_INPUT_.
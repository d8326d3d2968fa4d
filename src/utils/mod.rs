pub mod logger;

use thiserror::Error;

/// 外部服务（补全 / 短句翻译）调用失败的原因
#[derive(Error, Debug, Clone, PartialEq)]
pub enum ServiceError {
    #[error("service unavailable: {0}")]
    Unavailable(String),

    #[error("rate limited: {0}")]
    RateLimited(String),

    #[error("malformed response: {0}")]
    MalformedResponse(String),

    #[error("request rejected ({status}): {body}")]
    Rejected { status: u16, body: String },

    #[error("invalid input: {0}")]
    InvalidInput(String),
}

impl ServiceError {
    /// 按 HTTP 状态码归类非成功响应
    pub fn from_status(status: reqwest::StatusCode, body: String) -> Self {
        match status.as_u16() {
            429 => ServiceError::RateLimited(body),
            500..=599 => ServiceError::Unavailable(format!("{}: {}", status, body)),
            code => ServiceError::Rejected { status: code, body },
        }
    }
}

impl From<reqwest::Error> for ServiceError {
    fn from(e: reqwest::Error) -> Self {
        if e.is_decode() {
            ServiceError::MalformedResponse(e.to_string())
        } else if let Some(status) = e.status() {
            ServiceError::from_status(status, e.to_string())
        } else {
            ServiceError::Unavailable(e.to_string())
        }
    }
}

/// 文档无法进入后续阶段的原因
#[derive(Error, Debug, Clone, PartialEq)]
pub enum ExtractError {
    #[error("could not read PDF: {0}")]
    Unreadable(String),

    #[error("no extractable text")]
    NoExtractableText,
}

#[derive(Error, Debug)]
pub enum ConfigError {
    #[error("OpenAI API key not found. Please add it to your secrets.")]
    MissingCredential,

    #[error("配置加载失败: {0}")]
    Load(#[from] config::ConfigError),

    #[error("secrets 文件解析失败: {0}")]
    Secrets(#[from] toml::de::Error),

    #[error("IO错误: {0}")]
    Io(#[from] std::io::Error),
}

#[derive(Error, Debug, Clone, PartialEq)]
pub enum PipelineError {
    #[error("event `{event}` is not accepted in state `{state}`")]
    InvalidTransition { state: String, event: &'static str },
}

_TASK ITEM_. With the line containing "pub enum ConfigError" as the start and the last line of the material above as the end, copy that run of lines exactly, both ends included, and nothing more.

_EXERCISE OUTPUT_.
pub enum ConfigError {
    #[error("OpenAI API key not found. Please add it to your secrets.")]
    MissingCredential,

    #[error("配置加载失败: {0}")]
    Load(#[from] config::ConfigError),

    #[error("secrets 文件解析失败: {0}")]
    Secrets(#[from] toml::de::Error),

    #[error("IO错误: {0}")]
    Io(#[from] std::io::Error),
}

#[derive(Error, Debug, Clone, PartialEq)]
pub enum PipelineError {
    #[error("event `{event}` is not accepted in state `{state}`")]
    InvalidTransition { state: String, event: &'static str },
}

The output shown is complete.